The book also reflects on the tension between the HF/E practitioners who work in research/academia and those who work in industry, as well as the place for those who are not formally qualified in HF/E. As with all professions, each group has different priorities, ways of working and cultures. In Chapter 1, Shorrock and Williams argue for a middle ground in which there is “collaboration among those with expertise in theory, method, and aspects of context… and those with deep expertise in their jobs, working environments, and industry” (p.14).

Hollnagel’s chapter on “The Nitty-Gritty of Human Factors” (p.45-62) is a good read. He talks about a pragmatic approach to human factors and counsels caution when using constructs such as “short term memory”. He advises us to remember that these constructs have been created to explain some observations but that they are constructs, with limitations.

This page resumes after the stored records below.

use crate::*;
use std::collections::HashMap;
use tracing::debug;

/// Read-side cache of `can_reveal` answers
///
/// Entries are never authoritative. They expire after `ttl` seconds and must be
/// invalidated whenever the poll's reveal state changes.
#[derive(Clone, Debug)]
pub struct RevealCheckCache {
    ttl: u64,
    entries: HashMap<PollId, CachedCheck>,
}

#[derive(Clone, Copy, Debug)]
struct CachedCheck {
    can_reveal: bool,
    checked_at: Timestamp,
}

impl Default for RevealCheckCache {
    fn default() -> Self {
        RevealCheckCache::new(Self::DEFAULT_TTL)
    }
}

impl RevealCheckCache {
    pub const DEFAULT_TTL: u64 = 5;

    pub fn new(ttl: u64) -> Self {
        RevealCheckCache {
            ttl,
            entries: HashMap::new(),
        }
    }

    pub fn ttl(&self) -> u64 {
        self.ttl
    }

    /// A fresh cached answer, if there is one
    pub fn get(&self, poll_id: PollId, now: Timestamp) -> Option<bool> {
        self.entries
            .get(&poll_id)
            .filter(|c| now.saturating_sub(c.checked_at) < self.ttl)
            .map(|c| c.can_reveal)
    }

    pub fn insert(&mut self, poll_id: PollId, can_reveal: bool, now: Timestamp) {
        self.entries.insert(
            poll_id,
            CachedCheck {
                can_reveal,
                checked_at: now,
            },
        );
    }

    /// Return the cached answer, or compute and cache a new one
    ///
    /// Errors from `check` are passed through and nothing is cached.
    pub fn get_or_refresh<F>(
        &mut self,
        poll_id: PollId,
        now: Timestamp,
        check: F,
    ) -> Result<bool, ValidationError>
    where
        F: FnOnce() -> Result<bool, ValidationError>,
    {
        if let Some(can_reveal) = self.get(poll_id, now) {
            debug!(poll_id, can_reveal, "using cached reveal check");
            return Ok(can_reveal);
        }

        let can_reveal = check()?;
        self.insert(poll_id, can_reveal, now);
        Ok(can_reveal)
    }

    pub fn invalidate(&mut self, poll_id: PollId) {
        if self.entries.remove(&poll_id).is_some() {
            debug!(poll_id, "reveal check cache cleared");
        }
    }

    pub fn clear(&mut self) {
        self.entries.clear();
    }

    pub fn len(&self) -> usize {
        self.entries.len()
    }

    pub fn is_empty(&self) -> bool {
        self.entries.is_empty()
    }
}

Although healthcare workers might not be immediately drawn to a chapter entitled “Becoming a Human Factors/Ergonomics Practitioner” (Chapter 12), this chapter is worth a read for those of us involved in simulation and education. This chapter explores a number of challenges faced by those who want to certify as HF/E practitioners, as well as those who run the courses which lead to certification. In particular, there is a sense that the courses provide graduates with knowledge but perhaps not the skills required to enter the workplace. A similar problem is seen in healthcare where nurses graduate with the skills required to do the job from the first day whereas doctors often have a significant amount of “on the job” learning to do. This inability to perform Miller's "shows how" and "does" is something that we can use simulation-based education to address.

Healthcare practitioners and HF/E workers involved in healthcare must read Chapter 13 “Human Factors and Ergonomics Practice in Healthcare”. This details some of the issues that affect HF/E work in healthcare including the proliferation of checklists and the “try harder” mentality. Shelly Jeffcott (@drjeffcott) and Ken Catchpole (@KenCatchpole) are rightly optimistic about the future of HF/E in the healthcare setting. Simulation-based educators will also be pleased to see reference to simulation in design and procurement (p.189)

What's bad about this book?

The authors explain why we should be adopting a Safety-II approach, spend more time looking at the system than at the person and appreciate that the system is complex and intractable. However, there is a dearth of information about what to practically do. When an avoidable death occurs in healthcare (or other industries) there is little chance that bereaved families would be satisfied with explanations of complex systems, etc. It would be useful for the reader of “HF/E in Practice” to be given an introduction to current methods in HF/E and their uses.

Final thoughts

This is the best book I have read on Human Factors/Ergonomics. Its focus on the applied, practical aspects of HF/E make it relevant to front-line workers as well managers and researchers. If the General Medical Council is serious about wanting to involve HF/E professionals in its work then council members would do well to read this book.